» **Data provided**

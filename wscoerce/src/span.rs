//! Byte ranges into literal text

/// A span in the text being parsed
#[derive(Debug, Clone, Copy, PartialEq, Eq, Default)]
pub struct Span {
    pub start: usize,
    pub end: usize,
}

impl Span {
    pub fn new(start: usize, end: usize) -> Self {
        Self { start, end }
    }

    /// Zero-width span at `pos`, used for end-of-input errors
    pub fn point(pos: usize) -> Self {
        Self { start: pos, end: pos }
    }
}

impl std::fmt::Display for Span {
    fn fmt(&self, f: &mut std::fmt::Formatter<'_>) -> std::fmt::Result {
        write!(f, "{}..{}", self.start, self.end)
    }
}

impl From<Span> for std::ops::Range<usize> {
    fn from(span: Span) -> Self {
        span.start..span.end
    }
}

impl From<std::ops::Range<usize>> for Span {
    fn from(range: std::ops::Range<usize>) -> Self {
        Span::new(range.start, range.end)
    }
}

#[cfg(test)]
mod tests {
    use super::*;

    #[test]
    fn test_span_point() {
        assert_eq!(Span::point(3), Span::new(3, 3));
    }

    #[test]
    fn test_span_display() {
        assert_eq!(Span::new(1, 5).to_string(), "1..5");
    }

    #[test]
    fn test_span_range_conversion() {
        let range: std::ops::Range<usize> = Span::new(2, 7).into();
        assert_eq!(range, 2..7);
        assert_eq!(Span::from(2..7), Span::new(2, 7));
    }
}
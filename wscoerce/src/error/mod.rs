//! Error types and reporting

use crate::span::Span;
use thiserror::Error;

/// Result type alias
pub type Result<T> = std::result::Result<T, CoerceError>;

/// Errors raised by catalog lookups, literal parsing and value coercion
#[derive(Debug, Clone, PartialEq, Error)]
pub enum CoerceError {
    /// Index outside a host table
    #[error("Lookup error: index {index} out of range for {table} table of length {len}")]
    Lookup {
        table: &'static str,
        index: usize,
        len: usize,
    },

    /// Name missing from a catalog or the group table
    #[error("Lookup error: no {table} named `{name}`{hint}")]
    UnknownName {
        table: &'static str,
        name: String,
        hint: String,
    },

    /// Value cannot be shaped into the group's representation
    #[error("Conversion error for group {group}: {message}")]
    Conversion { group: String, message: String },

    /// Tensor group reached through a numeric group index
    #[error("Conversion error for group {group}: tensor rank must be given by the group name")]
    TensorRankUnavailable { group: String },

    #[error("Lexer error at {span}: {message}")]
    Lexer { message: String, span: Span },

    #[error("Parser error at {span}: {message}")]
    Parser { message: String, span: Span },

    /// Malformed host description
    #[error("Config error: {message}")]
    Config { message: String },

    #[error("IO error: {message}")]
    Io { message: String },
}

impl CoerceError {
    pub fn lookup(table: &'static str, index: usize, len: usize) -> Self {
        Self::Lookup { table, index, len }
    }

    /// Unknown name, with a "did you mean" hint drawn from `candidates`
    pub fn unknown_name<'a>(
        table: &'static str,
        name: impl Into<String>,
        candidates: impl IntoIterator<Item = &'a str>,
    ) -> Self {
        let name = name.into();
        let candidates: Vec<&str> = candidates.into_iter().collect();
        let suggestion = crate::util::find_similar_name(&name, &candidates, 3);
        Self::UnknownName {
            table,
            name,
            hint: crate::util::format_suggestion_hint(suggestion),
        }
    }

    pub fn conversion(group: impl Into<String>, message: impl Into<String>) -> Self {
        Self::Conversion {
            group: group.into(),
            message: message.into(),
        }
    }

    pub fn lexer(message: impl Into<String>, span: Span) -> Self {
        Self::Lexer {
            message: message.into(),
            span,
        }
    }

    pub fn parser(message: impl Into<String>, span: Span) -> Self {
        Self::Parser {
            message: message.into(),
            span,
        }
    }

    pub fn config(message: impl Into<String>) -> Self {
        Self::Config {
            message: message.into(),
        }
    }

    pub fn io_error(message: impl Into<String>) -> Self {
        Self::Io {
            message: message.into(),
        }
    }

    pub fn span(&self) -> Option<Span> {
        match self {
            Self::Lexer { span, .. } | Self::Parser { span, .. } => Some(*span),
            _ => None,
        }
    }

    /// True for invalid-index and unknown-name failures
    pub fn is_lookup(&self) -> bool {
        matches!(self, Self::Lookup { .. } | Self::UnknownName { .. })
    }

    /// True when a value could not be shaped into its group
    pub fn is_conversion(&self) -> bool {
        matches!(
            self,
            Self::Conversion { .. } | Self::TensorRankUnavailable { .. }
        )
    }

    pub fn message(&self) -> String {
        match self {
            Self::Lexer { message, .. }
            | Self::Parser { message, .. }
            | Self::Conversion { message, .. }
            | Self::Config { message }
            | Self::Io { message } => message.clone(),
            other => other.to_string(),
        }
    }
}

impl From<std::io::Error> for CoerceError {
    fn from(err: std::io::Error) -> Self {
        Self::io_error(err.to_string())
    }
}

impl From<toml::de::Error> for CoerceError {
    fn from(err: toml::de::Error) -> Self {
        Self::config(err.message().to_string())
    }
}

/// Report error with ariadne
pub fn report_error(source_name: &str, source: &str, error: &CoerceError) {
    use ariadne::{Color, Label, Report, ReportKind, Source};

    let kind = match error {
        CoerceError::Lookup { .. } | CoerceError::UnknownName { .. } => "Lookup",
        CoerceError::Conversion { .. } | CoerceError::TensorRankUnavailable { .. } => {
            "Conversion"
        }
        CoerceError::Lexer { .. } => "Lexer",
        CoerceError::Parser { .. } => "Parser",
        CoerceError::Config { .. } => "Config",
        CoerceError::Io { .. } => "IO",
    };

    let printed = if let Some(span) = error.span() {
        let end = span.end.max(span.start + 1).min(source.len().max(1));
        let start = span.start.min(end);
        Report::build(ReportKind::Error, (source_name, start..end))
            .with_message(format!("{kind} error"))
            .with_label(
                Label::new((source_name, start..end))
                    .with_message(error.message())
                    .with_color(Color::Red),
            )
            .finish()
            .eprint((source_name, Source::from(source)))
    } else {
        Report::build(ReportKind::Error, (source_name, 0..0))
            .with_message(format!("{kind} error: {}", error.message()))
            .finish()
            .eprint((source_name, Source::from(source)))
    };

    if printed.is_err() {
        eprintln!("{error}");
    }
}

#[cfg(test)]
mod tests {
    use super::*;

    #[test]
    fn test_lookup_display() {
        let err = CoerceError::lookup("variable", 7, 3);
        assert_eq!(
            err.to_string(),
            "Lookup error: index 7 out of range for variable table of length 3"
        );
        assert!(err.is_lookup());
        assert!(!err.is_conversion());
    }

    #[test]
    fn test_unknown_name_with_hint() {
        let err = CoerceError::unknown_name("group", "Vectr", ["Vector", "Matrix"]);
        assert!(err.to_string().contains("did you mean `Vector`?"));
    }

    #[test]
    fn test_unknown_name_without_hint() {
        let err = CoerceError::unknown_name("method", "zzzzzzzz", ["Vector"]);
        assert_eq!(err.to_string(), "Lookup error: no method named `zzzzzzzz`");
    }

    #[test]
    fn test_conversion_message() {
        let err = CoerceError::conversion("Vector", "ragged nested sequence");
        assert!(err.is_conversion());
        assert_eq!(err.message(), "ragged nested sequence");
        assert!(err.to_string().contains("Vector"));
    }

    #[test]
    fn test_tensor_rank_unavailable_is_conversion() {
        let err = CoerceError::TensorRankUnavailable {
            group: "Tensor3".to_string(),
        };
        assert!(err.is_conversion());
        assert!(err.span().is_none());
    }

    #[test]
    fn test_span_only_for_literal_errors() {
        let err = CoerceError::parser("unexpected `]`", Span::new(2, 3));
        assert_eq!(err.span(), Some(Span::new(2, 3)));
        assert!(CoerceError::config("bad").span().is_none());
    }

    #[test]
    fn test_from_io_error() {
        let io = std::io::Error::new(std::io::ErrorKind::NotFound, "missing.toml");
        let err: CoerceError = io.into();
        assert!(matches!(err, CoerceError::Io { .. }));
        assert!(err.message().contains("missing.toml"));
    }
}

» **Try it**
Pull out every line in the material above where "filename" occurs.

» **The completed task**
filename wscoerce/src/span.rs
filename wscoerce/src/error/mod.rs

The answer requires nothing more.